Simple Summary
Acute lymphoblastic leukemia (ALL) is the most common cancer in children, where immature white blood cells grow uncontrollably. While chemotherapy can treat it, side effects and resistance are common. Curcumin, a natural substance found in turmeric, has shown promising anticancer effects. This systematic review scientifically summarises the anti-leukemic effects of curcumin from cell lines, animal and human. Curcumin works through multiple ways, including damaging cancer cell DNA, causing stress inside the cells, blocking growth signals, and some additional mechanisms in causing suicidal cell death in ALL cells. However, studies in animals are very limited, and there is no solid evidence from human trials yet. One major challenge is that curcumin is not easily absorbed in the body, which makes it harder to use as a medicine. More research is needed to improve how curcumin is delivered in the body and to test its safety and effectiveness in people with ALL.
Abstract
Background: Acute lymphoblastic leukemia (ALL) is a hematological malignancy characterised by uncontrolled proliferation of lymphoid cells.

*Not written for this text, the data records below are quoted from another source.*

//! Loss terms for the dual-objective similarity training.
//!
//! Batch functions return the mean loss together with its gradient with
//! respect to their input, already divided by the batch size.

use ndarray::{Array1, Array2, ArrayView1, ArrayView2, Axis, Zip};

/// Margin used for negative pairs unless configured otherwise.
pub const DEFAULT_MARGIN: f32 = 1.0;

/// Contrastive loss for a single pair of projections.
///
/// Positive pairs (`label = 1`) pay the squared distance; negative pairs pay
/// `max(0, margin - distance)^2`.
pub fn contrastive_pair(a: ArrayView1<'_, f32>, b: ArrayView1<'_, f32>, label: f32, margin: f32) -> f32 {
    let squared: f32 = Zip::from(&a)
        .and(&b)
        .fold(0.0, |acc, &x, &y| acc + (x - y) * (x - y));
    let hinge = (margin - squared.sqrt()).max(0.0);
    label * squared + (1.0 - label) * hinge * hinge
}

/// Mean contrastive loss over a batch of projection pairs.
///
/// `diff` holds `proj_a - proj_b` row-wise. The returned gradient is with
/// respect to `diff`.
pub fn contrastive_batch(diff: ArrayView2<'_, f32>, labels: ArrayView1<'_, f32>, margin: f32) -> (f32, Array2<f32>) {
    let rows = diff.nrows();
    let mut grad = Array2::<f32>::zeros(diff.raw_dim());
    if rows == 0 {
        return (0.0, grad);
    }
    let scale = 1.0 / rows as f32;
    let mut total = 0.0f32;
    for ((row, mut grad_row), &label) in diff
        .axis_iter(Axis(0))
        .zip(grad.axis_iter_mut(Axis(0)))
        .zip(labels.iter())
    {
        let squared = row.dot(&row);
        let distance = squared.sqrt();
        let hinge = (margin - distance).max(0.0);
        total += label * squared + (1.0 - label) * hinge * hinge;

        // d/d(diff) of d^2 is 2*diff; of (m - d)^2 is -2(m - d) * diff / d.
        let mut coeff = 2.0 * label;
        if hinge > 0.0 && distance > f32::EPSILON {
            coeff -= 2.0 * (1.0 - label) * hinge / distance;
        }
        grad_row.assign(&(&row * (coeff * scale)));
    }
    (total * scale, grad)
}

/// Numerically stable logistic function.
pub fn sigmoid(x: f32) -> f32 {
    if x >= 0.0 {
        1.0 / (1.0 + (-x).exp())
    } else {
        let e = x.exp();
        e / (1.0 + e)
    }
}

/// Mean binary cross-entropy computed directly from logits.
///
/// The gradient is with respect to the logits.
pub fn bce_with_logits(logits: ArrayView1<'_, f32>, labels: ArrayView1<'_, f32>) -> (f32, Array1<f32>) {
    let rows = logits.len();
    if rows == 0 {
        return (0.0, Array1::zeros(0));
    }
    let scale = 1.0 / rows as f32;
    let mut total = 0.0f32;
    let mut grad = Array1::<f32>::zeros(rows);
    Zip::from(&mut grad)
        .and(&logits)
        .and(&labels)
        .for_each(|g, &z, &y| {
            total += z.max(0.0) - z * y + (-z.abs()).exp().ln_1p();
            *g = (sigmoid(z) - y) * scale;
        });
    (total * scale, grad)
}

/// Share of logits whose thresholded sigmoid agrees with the label.
pub fn batch_accuracy(logits: ArrayView1<'_, f32>, labels: ArrayView1<'_, f32>) -> f32 {
    if logits.is_empty() {
        return 0.0;
    }
    let correct = Zip::from(&logits)
        .and(&labels)
        .fold(0usize, |acc, &z, &y| {
            let predicted = if sigmoid(z) > 0.5 { 1.0 } else { 0.0 };
            acc + usize::from(predicted == y)
        });
    correct as f32 / logits.len() as f32
}

#[cfg(test)]
mod tests {
    use super::*;
    use ndarray::{Array1, arr1, arr2};

    #[test]
    fn identical_positive_pair_costs_nothing() {
        let a = arr1(&[0.3f32, -1.2, 4.0, 0.0]);
        assert_eq!(contrastive_pair(a.view(), a.view(), 1.0, DEFAULT_MARGIN), 0.0);
    }

    #[test]
    fn negative_pair_beyond_margin_costs_nothing() {
        let a = arr1(&[0.0f32, 0.0]);
        let b = arr1(&[0.0f32, 1.0]);
        assert_eq!(contrastive_pair(a.view(), b.view(), 0.0, 1.0), 0.0);
        let far = arr1(&[3.0f32, 4.0]);
        assert_eq!(contrastive_pair(a.view(), far.view(), 0.0, 1.0), 0.0);
    }

    #[test]
    fn negative_pair_inside_margin_pays_hinge() {
        let a = arr1(&[0.0f32, 0.0]);
        let b = arr1(&[0.3f32, 0.4]);
        let loss = contrastive_pair(a.view(), b.view(), 0.0, 1.0);
        assert!((loss - 0.25).abs() < 1e-6);
    }

    #[test]
    fn batch_loss_is_mean_of_pair_losses() {
        let diff = arr2(&[[0.3f32, 0.4], [1.0, 0.0], [0.0, 0.0]]);
        let labels = arr1(&[0.0f32, 1.0, 1.0]);
        let (loss, grad) = contrastive_batch(diff.view(), labels.view(), 1.0);
        assert!((loss - (0.25 + 1.0 + 0.0) / 3.0).abs() < 1e-6);
        // Positive row gradient is 2 * diff / batch.
        assert!((grad[[1, 0]] - 2.0 / 3.0).abs() < 1e-6);
        assert_eq!(grad[[2, 0]], 0.0);
    }

    #[test]
    fn bce_matches_reference_values() {
        let logits = arr1(&[0.0f32, 2.0, -3.0]);
        let labels = arr1(&[1.0f32, 1.0, 0.0]);
        let (loss, grad) = bce_with_logits(logits.view(), labels.view());
        let expected = (2.0f32.ln() + (1.0 + (-2.0f32).exp()).ln() + (1.0 + (-3.0f32).exp()).ln()) / 3.0;
        assert!((loss - expected).abs() < 1e-5);
        assert!((grad[0] - (0.5 - 1.0) / 3.0).abs() < 1e-6);
    }

    #[test]
    fn bce_is_stable_for_large_logits() {
        let logits = arr1(&[500.0f32, -500.0]);
        let labels = arr1(&[1.0f32, 0.0]);
        let (loss, _) = bce_with_logits(logits.view(), labels.view());
        assert!(loss.is_finite());
        assert!(loss < 1e-6);
    }

    #[test]
    fn accuracy_thresholds_at_half() {
        let logits = arr1(&[0.0f32, 0.1, -0.1, 5.0]);
        let labels = arr1(&[0.0f32, 1.0, 1.0, 1.0]);
        // sigmoid(0) == 0.5 predicts the negative class.
        assert!((batch_accuracy(logits.view(), labels.view()) - 0.75).abs() < 1e-6);
        assert_eq!(batch_accuracy(Array1::<f32>::zeros(0).view(), Array1::<f32>::zeros(0).view()), 0.0);
    }
}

Despite improved outcomes with modern chemotherapy, treatment resistance and adverse effects remain major clinical challenges. Curcumin, a natural compound from Curcuma longa, has shown anticancer potential in multiple malignancies, including leukemia. This systematic review aims to summarise preclinical and clinical evidence on the anti-leukemic effects and mechanisms of action of curcumin in ALL. Methods: A literature search was conducted in August 2025 across PubMed, Scopus, Ovid MEDLINE, and Web of Science according to Preferred Reporting Items for Systematic Reviews and Meta-Analyses 2020 guidelines. Primary research involving in vitro, in vivo, and human studies examining curcumin’s anti-leukemic effects on ALL were included. Of the 2034 records screened, 26 articles met the inclusion and exclusion criteria. Results: Curcumin inhibited proliferation and induced cytotoxicity and apoptosis in ALL cells via reactive oxygen species generation, DNA damage, mitochondrial dysfunction, and caspase activation. It also inhibited the Janus kinase/signal transducer and activator of transcription (JAK/STAT) and phosphoinositol-3 kinase/protein kinase B (PI3K/AKT) signalling, downregulated breakpoint cluster region-Abelson (BCR-ABL), Wilms tumor 1 (WT1), and Multidrug resistance 1 (MDR1) mRNAs, and induced ceramide accumulation and autophagy. In vivo evidence was limited, and no human studies were identified. Conclusions: Curcumin exerts multi-targeted anti-leukemic effects in ALL. Clinical translation is constrained by its poor bioavailability and limited clinical data. Future research should focus on improving the bioavailability of curcumin via chemical or pharmaceutical modification, as well as conducting well-designed clinical trials.